I remember listening to Luke Darcy (ex AFL player) talk about the volume of feedback he used to get from his coach while playing at the elite level in the AFL.  In contrast, once playing had finished and he had taken up a corporate role, he said that he basically got none! He actually recounts that he found this a bit odd, and also that it was hard to know if he was doing the right thing.

Giving and receiving feedback is a hard thing to do.  I know I have received some great feedback over the years – and some of it really hard to stomach. A lot of it boils down to how people perceive you.  Often you think that you are doing the best, achieving great outcomes, but how you are perceived to be doing the things that you do is very often different from your view. I have also found it really hard to give the type of feedback that will be challenging to hear.

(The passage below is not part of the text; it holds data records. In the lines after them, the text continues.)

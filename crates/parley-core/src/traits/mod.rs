// SPDX-FileCopyrightText: 2026 Parley Contributors
// SPDX-License-Identifier: MIT OR Apache-2.0

//! Seam trait definitions for the Parley engine.
//!
//! Both traits use `#[async_trait]` for dynamic dispatch compatibility and
//! are held as `Arc<dyn Trait>` by the session engine.

pub mod api;
pub mod store;

pub use api::{ChatApi, TransportEvent};
pub use store::CacheStore;
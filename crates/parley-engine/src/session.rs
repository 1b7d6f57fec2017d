// SPDX-FileCopyrightText: 2026 Parley Contributors
// SPDX-License-Identifier: MIT OR Apache-2.0

//! The chat session state machine.
//!
//! Owns the transport and cache store, consumes transport events on a
//! background task, and maintains the ordered message list plus the
//! connection lifecycle: reconnection, token recovery, first-message
//! gating, unsent-message resend, and history pagination.

use std::future::Future;
use std::pin::Pin;
use std::sync::Arc;
use std::sync::atomic::{AtomicBool, Ordering};
use std::time::Duration;

use tokio::sync::{Mutex, watch};
use tokio::task::JoinHandle;
use tokio_util::sync::CancellationToken;
use tracing::{debug, info, warn};

use parley_codec::{new_client_file, new_client_text};
use parley_core::{
    ACTIVE_STATUSES, CacheStore, ChatApi, ChatConfig, ChatInit, ConnectionState, Direction,
    Feedback, FileInfo, Form, FormState, Message, MessageDraft, OfflineForm, OfflineWorkType,
    ParleyError, Payload, SavedFormValues, SendStatus, TransportEvent,
};

use crate::events::{ChatObserver, EventHub};
use crate::gate::FirstMessageGate;

/// Delay before a single automatic reconnect attempt.
const RECONNECT_DELAY: Duration = Duration::from_secs(5);
/// Grace period between an active init and the gate opening.
const FIRST_MESSAGE_GRACE: Duration = Duration::from_secs(1);
/// Debounce before the additional profile fields are pushed.
const ADDITIONAL_FIELDS_DELAY: Duration = Duration::from_secs(3);

#[derive(Debug, Clone, Copy, PartialEq, Eq)]
enum FieldsPhase {
    Idle,
    Scheduled,
    Sent,
}

/// Outcome shared between concurrent `load_previous_messages_page` callers:
/// `None` while the request is in flight.
type PageOutcome = Option<Result<bool, Arc<ParleyError>>>;

#[derive(Default)]
struct SessionState {
    messages: Vec<Message>,
    inited: bool,
    init_message_sent: bool,
}

/// One chat session bound to a config, a transport, and a cache store.
///
/// Construct with [`ChatSession::new`], which also starts the event pump.
/// All methods are safe to call concurrently.
pub struct ChatSession {
    api: Arc<dyn ChatApi>,
    store: Arc<dyn CacheStore>,
    hub: Arc<EventHub>,
    config: Mutex<ChatConfig>,
    state: Mutex<SessionState>,
    gate: FirstMessageGate,
    connect_lock: Mutex<()>,
    page_flight: Mutex<Option<watch::Receiver<PageOutcome>>>,
    history_exhausted: AtomicBool,
    manual_disconnect: AtomicBool,
    fields_phase: Arc<Mutex<FieldsPhase>>,
    queued_chat_text: Mutex<Option<String>>,
    reconnect_task: Mutex<Option<JoinHandle<()>>>,
    shutdown: CancellationToken,
}
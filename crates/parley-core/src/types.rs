// SPDX-FileCopyrightText: 2026 Parley Contributors
// SPDX-License-Identifier: MIT OR Apache-2.0

//! Common types used across the Parley seam traits and the session engine.

use chrono::{DateTime, Utc};
use serde::{Deserialize, Serialize};
use std::collections::HashMap;
use strum::{Display, EnumString};

use crate::error::ParleyError;

/// Who authored a message.
#[derive(Debug, Clone, Copy, PartialEq, Eq, Hash, Serialize, Deserialize)]
pub enum Direction {
    /// Authored by the end user of the embedding app.
    Client,
    /// Authored by a support operator or bot, received from the server.
    Agent,
}

/// Delivery status of a client-authored message.
///
/// A message transitions `Sending -> Sent` in place (same `local_id`, server
/// id assigned) or `Sending -> SendFailed`.
#[derive(Debug, Clone, Copy, PartialEq, Eq, Serialize, Deserialize)]
pub enum SendStatus {
    Sending,
    Sent,
    SendFailed,
}

/// A rating the client can attach to an agent message.
#[derive(Debug, Clone, Copy, PartialEq, Eq, Display, EnumString, Serialize, Deserialize)]
#[strum(serialize_all = "SCREAMING_SNAKE_CASE")]
pub enum Feedback {
    Like,
    Dislike,
}

/// UI classification of a file attachment, derived from MIME type with a
/// file-extension fallback.
#[derive(Debug, Clone, Copy, PartialEq, Eq, Serialize, Deserialize)]
pub enum FileKind {
    Image,
    Video,
    Audio,
    Other,
}

impl FileKind {
    /// Classifies a file by MIME type, falling back to the name's extension.
    pub fn classify(mime: &str, name: &str) -> Self {
        let mime = mime.to_ascii_lowercase();
        if mime.starts_with("image/") {
            return Self::Image;
        }
        if mime.starts_with("video/") {
            return Self::Video;
        }
        if mime.starts_with("audio/") {
            return Self::Audio;
        }
        let ext = name.rsplit('.').next().unwrap_or("").to_ascii_lowercase();
        match ext.as_str() {
            "png" | "jpg" | "jpeg" | "gif" | "bmp" | "webp" => Self::Image,
            "mp4" | "webm" | "mov" | "avi" | "mkv" => Self::Video,
            "mp3" | "wav" | "ogg" | "aac" | "flac" | "m4a" => Self::Audio,
            _ => Self::Other,
        }
    }
}

/// A file attached to a message: either an uploaded server-side file or a
/// local attachment still pending upload.
#[derive(Debug, Clone, PartialEq, Eq, Serialize, Deserialize)]
pub struct FileAttachment {
    /// Server URL or local URI of the content.
    pub content: String,
    pub mime: String,
    /// Size as reported by the server; empty for local files.
    pub size: String,
    pub name: String,
    pub kind: FileKind,
}

impl FileAttachment {
    pub fn new(content: impl Into<String>, mime: impl Into<String>, size: impl Into<String>, name: impl Into<String>) -> Self {
        let mime = mime.into();
        let name = name.into();
        let kind = FileKind::classify(&mime, &name);
        Self {
            content: content.into(),
            mime,
            size: size.into(),
            name,
            kind,
        }
    }
}

/// A structured button extracted from a `{{button:...}}` control token in an
/// agent message.
#[derive(Debug, Clone, PartialEq, Eq, Serialize, Deserialize)]
pub struct MessageButton {
    pub text: String,
    pub url: String,
    pub kind: String,
    /// Whether the button text remains visible inline in the message body.
    pub show: bool,
}
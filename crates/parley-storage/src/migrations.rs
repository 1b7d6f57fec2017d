// SPDX-FileCopyrightText: 2026 Parley Contributors
// SPDX-License-Identifier: MIT OR Apache-2.0

//! Embedded database migrations using refinery.
//!
//! SQL migration files are compiled into the binary at build time via
//! `embed_migrations!`. Migrations run automatically on database open.

mod embedded {
    use refinery::embed_migrations;
    embed_migrations!("migrations");
}

/// Run all pending migrations against the given connection.
///
/// Refinery tracks applied migrations in its own `refinery_schema_history`
/// table.
pub fn run_migrations(conn: &mut rusqlite::Connection) -> Result<(), refinery::Error> {
    embedded::migrations::runner().run(conn)?;
    Ok(())
}
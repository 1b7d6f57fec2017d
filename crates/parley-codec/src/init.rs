// SPDX-FileCopyrightText: 2026 Parley Contributors
// SPDX-License-Identifier: MIT OR Apache-2.0

//! Init handshake classification: chat session vs offline form.

use parley_core::{
    ChatInit, OFFLINE_FORM_STATUSES, OfflineFormFieldSpec, OfflineFormSettings, OfflineWorkType,
    ParleyError,
};

use crate::message::convert_batch;
use crate::wire::WireInit;

/// Outcome of an init handshake.
#[derive(Debug, Clone)]
pub enum InitOutcome {
    Chat(ChatInit),
    OfflineForm {
        settings: OfflineFormSettings,
        init: ChatInit,
    },
}

/// Converts an init response and decides whether the server expects an
/// offline form instead of a chat.
///
/// The form is expected when the work type says "check working times" and no
/// operators are available, when the callback-with-chat work type meets a
/// form-eligible ticket status, or when the work type is callback-only.
pub fn classify_init(wire: &WireInit) -> Result<InitOutcome, ParleyError> {
    let token = wire
        .token
        .clone()
        .ok_or_else(|| ParleyError::Protocol("init without token".into()))?;
    let init = ChatInit {
        token,
        status: wire.status,
        waiting_email: wire.waiting_email.unwrap_or(false),
        messages: convert_batch(wire.messages.as_deref().unwrap_or(&[])),
    };

    let Some(settings) = wire.callback_settings.as_ref().map(convert_settings) else {
        return Ok(InitOutcome::Chat(init));
    };

    let no_operators = wire.no_operators.unwrap_or(false);
    let form_expected = match settings.work_type {
        OfflineWorkType::CheckWorkingTimes => no_operators,
        OfflineWorkType::AlwaysEnabledCallbackWithChat => {
            OFFLINE_FORM_STATUSES.contains(&wire.status)
        }
        OfflineWorkType::AlwaysEnabledCallbackWithoutChat => true,
    };

    if form_expected {
        Ok(InitOutcome::OfflineForm { settings, init })
    } else {
        Ok(InitOutcome::Chat(init))
    }
}

fn convert_settings(wire: &crate::wire::WireCallbackSettings) -> OfflineFormSettings {
    let work_type = match wire.work_type.as_deref() {
        Some("ALWAYS_ENABLED_CALLBACK_WITH_CHAT") => OfflineWorkType::AlwaysEnabledCallbackWithChat,
        Some("ALWAYS_ENABLED_CALLBACK_WITHOUT_CHAT") => {
            OfflineWorkType::AlwaysEnabledCallbackWithoutChat
        }
        _ => OfflineWorkType::CheckWorkingTimes,
    };
    OfflineFormSettings {
        work_type,
        callback_title: wire.callback_title.clone().unwrap_or_default(),
        callback_greeting: wire.callback_greeting.clone().unwrap_or_default(),
        topics: wire
            .topics
            .iter()
            .filter(|t| t.checked.unwrap_or(false))
            .filter_map(|t| t.text.clone())
            .collect(),
        topics_required: wire.topics_required.unwrap_or(false),
        fields: wire
            .custom_fields
            .iter()
            .filter(|f| f.checked.unwrap_or(false))
            .filter_map(|f| {
                Some(OfflineFormFieldSpec {
                    key: f.key.clone()?,
                    title: f.placeholder.clone().unwrap_or_default(),
                    required: f.required.unwrap_or(false),
                })
            })
            .collect(),
    }
}
//! `constant` node: validates that the runtime type of `value` matches
//! the declared `valueType` (one of `boolean`, `number`, `string`) and
//! outputs `{ value }`.

use super::{ExecutionOutcome, NodeExecCtx, NodeExecutor};
use crate::error::{Result, WorkflowError};
use crate::schema::ValueType;
use async_trait::async_trait;
use serde_json::Value;
use std::collections::HashMap;

pub struct ConstantExecutor;

fn matches_declared_type(value: &Value, declared: ValueType) -> bool {
    match declared {
        ValueType::Boolean => value.is_boolean(),
        ValueType::Number => value.is_number(),
        ValueType::String => value.is_string(),
        _ => false,
    }
}

#[async_trait]
impl NodeExecutor for ConstantExecutor {
    async fn execute(&self, exec: NodeExecCtx<'_>) -> Result<ExecutionOutcome> {
        let declared = exec.node.data.value_type.unwrap_or(ValueType::Any);
        let value = exec.node.data.value.clone().unwrap_or(Value::Null);

        if !matches!(declared, ValueType::Any) && !matches_declared_type(&value, declared) {
            return Err(WorkflowError::InvalidConstantType { node_id: exec.node.id.clone(), declared });
        }

        let mut raw = HashMap::new();
        raw.insert("value".to_string(), value);
        Ok(ExecutionOutcome::completed(raw))
    }
}

#[cfg(test)]
mod tests {
    use super::*;

    #[test]
    fn boolean_matches_only_boolean_values() {
        assert!(matches_declared_type(&Value::Bool(true), ValueType::Boolean));
        assert!(!matches_declared_type(&Value::String("true".into()), ValueType::Boolean));
    }

    #[test]
    fn number_and_string_checks() {
        assert!(matches_declared_type(&Value::from(3), ValueType::Number));
        assert!(matches_declared_type(&Value::String("x".into()), ValueType::String));
        assert!(!matches_declared_type(&Value::from(3), ValueType::String));
    }
}
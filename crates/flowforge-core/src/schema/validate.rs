//! Structural validation. Typing errors (missing inputs, type mismatches)
//! are deferred to the Input Resolver at run time; this pass only checks
//! that the schema is well-formed enough to attempt execution.

use super::{Handle, WorkflowSchema, MAX_SUPPORTED_VERSION};
use std::collections::{HashMap, HashSet};

#[derive(Debug, Clone, Copy, PartialEq, Eq)]
pub enum IssueSeverity {
    Warning,
    Error,
}

#[derive(Debug, Clone)]
pub struct Issue {
    pub severity: IssueSeverity,
    pub message: String,
    pub node_id: Option<String>,
    pub edge_id: Option<String>,
}

impl Issue {
    fn error(message: impl Into<String>) -> Self {
        Issue { severity: IssueSeverity::Error, message: message.into(), node_id: None, edge_id: None }
    }

    fn warning(message: impl Into<String>) -> Self {
        Issue { severity: IssueSeverity::Warning, message: message.into(), node_id: None, edge_id: None }
    }

    fn with_node(mut self, id: impl Into<String>) -> Self {
        self.node_id = Some(id.into());
        self
    }

    fn with_edge(mut self, id: impl Into<String>) -> Self {
        self.edge_id = Some(id.into());
        self
    }
}

/// Structural validation: schema shape, node/edge reference resolution,
/// loop interface-node cardinality. Does not check port typing.
pub fn validate(schema: &WorkflowSchema) -> Vec<Issue> {
    let mut issues = Vec::new();

    if schema.version == 0 || schema.version > MAX_SUPPORTED_VERSION {
        issues.push(Issue::error(format!(
            "unsupported schema version {}; supported range is 1..={}",
            schema.version, MAX_SUPPORTED_VERSION
        )));
    }

    if schema.metadata.name.trim().is_empty() {
        issues.push(Issue::error("workflow metadata.name must not be empty"));
    }

    if schema.nodes.is_empty() {
        issues.push(Issue::warning("workflow has no nodes"));
    }

    let node_ids: HashSet<&str> = schema.nodes.iter().map(|n| n.id.as_str()).collect();
    let mut seen_ids = HashSet::new();
    for node in &schema.nodes {
        if !seen_ids.insert(node.id.as_str()) {
            issues.push(Issue::error(format!("duplicate node id: {}", node.id)).with_node(&node.id));
        }
        if let Some(parent) = &node.parent_id {
            if !node_ids.contains(parent.as_str()) {
                issues.push(
                    Issue::error(format!("node {} has parentId {} which does not exist", node.id, parent))
                        .with_node(&node.id),
                );
            }
        }
    }

    for edge in &schema.edges {
        if !node_ids.contains(edge.source.as_str()) {
            issues.push(
                Issue::error(format!("edge {} source {} does not exist", edge.id, edge.source)).with_edge(&edge.id),
            );
        }
        if !node_ids.contains(edge.target.as_str()) {
            issues.push(
                Issue::error(format!("edge {} target {} does not exist", edge.id, edge.target)).with_edge(&edge.id),
            );
        }
    }

    // at most one edge per target handle
    let mut by_target: HashMap<(&str, String), Vec<&str>> = HashMap::new();
    for edge in &schema.edges {
        if let Some(handle) = &edge.target_handle {
            let parsed = Handle::parse(handle);
            if parsed.is_dock() {
                continue; // dock fan-in is legitimate; only non-dock inputs are single-edge
            }
            by_target
                .entry((edge.target.as_str(), parsed.port_name()))
                .or_default()
                .push(edge.id.as_str());
        }
    }
    for ((node_id, port), edge_ids) in &by_target {
        if edge_ids.len() > 1 {
            issues.push(
                Issue::error(format!(
                    "node {node_id} input {port} has {} incoming edges: {:?}",
                    edge_ids.len(),
                    edge_ids
                ))
                .with_node(*node_id),
            );
        }
    }

    for node in schema.nodes.iter().filter(|n| n.node_kind == "loop") {
        validate_loop(schema, &node.id, &mut issues);
    }

    issues
}

fn validate_loop(schema: &WorkflowSchema, loop_id: &str, issues: &mut Vec<Issue>) {
    let children = schema.children_of(loop_id);
    let inputs: Vec<_> = children.iter().filter(|n| n.node_kind == "interface-input").collect();
    let outputs: Vec<_> = children.iter().filter(|n| n.node_kind == "interface-output").collect();
    let continues: Vec<_> = children.iter().filter(|n| n.node_kind == "interface-continue").collect();

    if inputs.len() != 1 {
        issues.push(
            Issue::error(format!("loop {loop_id} must have exactly one interface-input, found {}", inputs.len()))
                .with_node(loop_id),
        );
    }
    if outputs.len() != 1 {
        issues.push(
            Issue::error(format!("loop {loop_id} must have exactly one interface-output, found {}", outputs.len()))
                .with_node(loop_id),
        );
    }
    match continues.as_slice() {
        [only] => {
            let wired = schema.edges_targeting(&only.id).any(|e| {
                e.target_handle_parsed()
                    .map(|h| h.port_name() == "continue")
                    .unwrap_or(false)
            });
            if !wired {
                issues.push(
                    Issue::error(format!("loop {loop_id} interface-continue.continue has no incoming edge"))
                        .with_node(loop_id),
                );
            }
        }
        _ => {
            issues.push(
                Issue::error(format!(
                    "loop {loop_id} must have exactly one interface-continue, found {}",
                    continues.len()
                ))
                .with_node(loop_id),
            );
        }
    }
}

Bill Gates is quoted as saying “We all need people who will give us feedback.  That’s how we improve”.  It’s so true! Why don’t we do it more?  We are all happy to “like” a Facebook post, we “retweet” a good twitter comment – all giving the author, immediate feedback!  Yet when it comes to our organisations, we unhappily in most cases, undertake an annual review process, where we give and get feedback, typically well after any of the events that really matter – not much chance of improvement there hey!

I think we should all try to give more feedback – good and challenging – to help us all improve our human capital.  I think that we should also have an open mind when receiving the feedback – it might not always be right, but beware of ignoring it!